Argentine federal authorities on May 12 arrested three pilots—two still working for Aerolíneas Argentinas, the other retired from the navy—along with an attorney and a retired naval official, who are accused of having participated in "death flights" during the military dictatorship's "dirty war" against leftist dissidents in the 1970s. In this secret program, "disappeared" dissidents were taken from the notorious secret prison at the Navy Mechanics School (ESMA) and dropped from the air alive into the sea. Among the prisoners believed to have been killed in this manner are the founder of the Mothers of the Plaza de Mayo, Azucena Villaflor de de Vincenti, and her comrades Esther Ballestrino de Careaga, María Ponce de Bianco, Angela Aguad and the French nun Leonie Duquet, who were abducted in early December 1976. Their bodies were found washed up on a beach at Santa Teresita days later. In 2005 the Argentine Forensic Anthropology Team identified the bodies and certified the cause of death. The Mothers of the Plaza de Mayo group was established to demand the reappearance alive of "disappeared" dissidents. (La Nacion, Buenos Aires, May 13)
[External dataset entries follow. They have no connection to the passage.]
//! Domain types shared by the vector store and the search engine.

use serde::{Deserialize, Serialize};

pub type ChunkId = String;

/// Document-level attributes attached to a chunk at ingestion time.
///
/// Every field is optional: chunks produced by different extraction passes
/// (text layer, OCR, manual repair) carry different subsets.
#[derive(Debug, Clone, Default, PartialEq, Eq, Serialize, Deserialize)]
pub struct ChunkMetadata {
    #[serde(default, skip_serializing_if = "Option::is_none")]
    pub filename: Option<String>,
    #[serde(default, skip_serializing_if = "Option::is_none")]
    pub section_number: Option<String>,
    #[serde(default, skip_serializing_if = "Option::is_none")]
    pub section_title: Option<String>,
    #[serde(default, skip_serializing_if = "Option::is_none")]
    pub extraction_method: Option<String>,
    #[serde(default, skip_serializing_if = "Option::is_none")]
    pub chunking_method: Option<String>,
    #[serde(default, skip_serializing_if = "Option::is_none")]
    pub document_id: Option<String>,
    #[serde(default, skip_serializing_if = "Option::is_none")]
    pub upload_timestamp: Option<String>,
}

impl ChunkMetadata {
    /// Column names in storage order.
    pub const FIELD_NAMES: [&'static str; 7] = [
        "filename",
        "section_number",
        "section_title",
        "extraction_method",
        "chunking_method",
        "document_id",
        "upload_timestamp",
    ];

    pub fn get(&self, field: &str) -> Option<&str> {
        match field {
            "filename" => self.filename.as_deref(),
            "section_number" => self.section_number.as_deref(),
            "section_title" => self.section_title.as_deref(),
            "extraction_method" => self.extraction_method.as_deref(),
            "chunking_method" => self.chunking_method.as_deref(),
            "document_id" => self.document_id.as_deref(),
            "upload_timestamp" => self.upload_timestamp.as_deref(),
            _ => None,
        }
    }

    /// Sets a field by column name. Returns `false` for unknown names.
    pub fn set(&mut self, field: &str, value: Option<String>) -> bool {
        let slot = match field {
            "filename" => &mut self.filename,
            "section_number" => &mut self.section_number,
            "section_title" => &mut self.section_title,
            "extraction_method" => &mut self.extraction_method,
            "chunking_method" => &mut self.chunking_method,
            "document_id" => &mut self.document_id,
            "upload_timestamp" => &mut self.upload_timestamp,
            _ => return false,
        };
        *slot = value;
        true
    }
}

/// A stored unit of document text, the atomic retrievable item.
#[derive(Debug, Clone, PartialEq, Serialize, Deserialize)]
pub struct Chunk {
    pub id: ChunkId,
    pub text: String,
    #[serde(default)]
    pub metadata: ChunkMetadata,
}

impl Chunk {
    pub fn new(id: impl Into<ChunkId>, text: impl Into<String>) -> Self {
        Self { id: id.into(), text: text.into(), metadata: ChunkMetadata::default() }
    }

    pub fn with_metadata(mut self, metadata: ChunkMetadata) -> Self {
        self.metadata = metadata;
        self
    }
}

/// One row of a nearest-neighbour query, in store order.
///
/// `distance` is the store's dissimilarity: 0 means identical, larger is less
/// similar. Stores never report negative distances.
#[derive(Debug, Clone, PartialEq, Serialize, Deserialize)]
pub struct QueryHit {
    pub chunk: Chunk,
    pub distance: f32,
}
Protests as Chile approves mega-scale Patagonia hydro project

A complex multi-dam hydroelectric scheme that environmentalists say threatens a pristine area of fjords and valleys in Chile's remote Patagonia country was approved May 9 by an 11-to-1 vote of the Aysén Environmental Review Commission, a body appointed by the central government to oversee the project, after a three-year assessment. The 2,750-megawatt HidroAysén project includes five dams—three on the Río Pascua, and two on the Río Baker, Chile's largest river by volume of water. The dams would flood at least 5,700 hectares (22 square miles) of forest and farmlands in southern Chile's Aysén region, including part of Laguna San Rafael National Park.

Chile: Mapuche prisoners start new hunger strike

A group of activists for the rights of indigenous Mapuche Chileans interrupted the Easter mass at Santiago's Metropolitan Cathedral on April 24 to call for the release of four Mapuche prisoners who have been on hunger strike since March 15. The activists, led by the prisoners' spokesperson, Natividad Llanquileo, waited until a few minutes after the homily to begin their protest; they shouted slogans and unfurled a banner that read: "Freedom for the Mapuche political prisoners." Carabinero police agents arrived and dispersed the demonstrators; two were detained but were released later.